(Problem to solve): The data below is to be set down again exactly as written.

[Opening Records for this task section]

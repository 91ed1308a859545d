//! Known Gemini model definitions
//!
//! The configured model does not have to appear here; this list only feeds
//! the model picker and its descriptions.

use super::gemini::GeminiService;
use super::LlmService;
use std::sync::Arc;

/// Model definition with metadata
#[derive(Debug, Clone)]
pub struct ModelDef {
    /// Model ID as used in the Gemini API path (e.g., "gemini-2.5-flash")
    pub id: &'static str,
    /// Human-readable description
    pub description: &'static str,
    /// Context window size in tokens
    pub context_window: usize,
}

/// Build a Gemini service for any model name
pub fn create_service(
    model: &str,
    api_key: &str,
    api_base: &str,
) -> Result<Arc<dyn LlmService>, String> {
    if api_key.is_empty() {
        return Err(format!("{model} requires GEMINI_API_KEY"));
    }
    let service =
        GeminiService::new(api_key.to_string(), model, api_base).map_err(|e| e.message)?;
    Ok(Arc::new(service))
}

/// Get all known model definitions
pub fn all_models() -> &'static [ModelDef] {
    &[
        ModelDef {
            id: "gemini-2.5-flash",
            description: "Gemini 2.5 Flash (fast, default)",
            context_window: 1_048_576,
        },
        ModelDef {
            id: "gemini-2.5-pro",
            description: "Gemini 2.5 Pro (most capable, slower)",
            context_window: 1_048_576,
        },
        ModelDef {
            id: "gemini-2.0-flash",
            description: "Gemini 2.0 Flash (previous generation)",
            context_window: 1_048_576,
        },
    ]
}

/// Look up a known model
pub fn find_model(id: &str) -> Option<&'static ModelDef> {
    all_models().iter().find(|m| m.id == id)
}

[Closing Records for this task section]

(Finished task):
repository 91ed1308a859545d
//! Known Gemini model definitions
//!
//! The configured model does not have to appear here; this list only feeds
//! the model picker and its descriptions.

use super::gemini::GeminiService;
use super::LlmService;
use std::sync::Arc;

/// Model definition with metadata
#[derive(Debug, Clone)]
pub struct ModelDef {
    /// Model ID as used in the Gemini API path (e.g., "gemini-2.5-flash")
    pub id: &'static str,
    /// Human-readable description
    pub description: &'static str,
    /// Context window size in tokens
    pub context_window: usize,
}

/// Build a Gemini service for any model name
pub fn create_service(
    model: &str,
    api_key: &str,
    api_base: &str,
) -> Result<Arc<dyn LlmService>, String> {
    if api_key.is_empty() {
        return Err(format!("{model} requires GEMINI_API_KEY"));
    }
    let service =
        GeminiService::new(api_key.to_string(), model, api_base).map_err(|e| e.message)?;
    Ok(Arc::new(service))
}

/// Get all known model definitions
pub fn all_models() -> &'static [ModelDef] {
    &[
        ModelDef {
            id: "gemini-2.5-flash",
            description: "Gemini 2.5 Flash (fast, default)",
            context_window: 1_048_576,
        },
        ModelDef {
            id: "gemini-2.5-pro",
            description: "Gemini 2.5 Pro (most capable, slower)",
            context_window: 1_048_576,
        },
        ModelDef {
            id: "gemini-2.0-flash",
            description: "Gemini 2.0 Flash (previous generation)",
            context_window: 1_048_576,
        },
    ]
}

/// Look up a known model
pub fn find_model(id: &str) -> Option<&'static ModelDef> {
    all_models().iter().find(|m| m.id == id)
}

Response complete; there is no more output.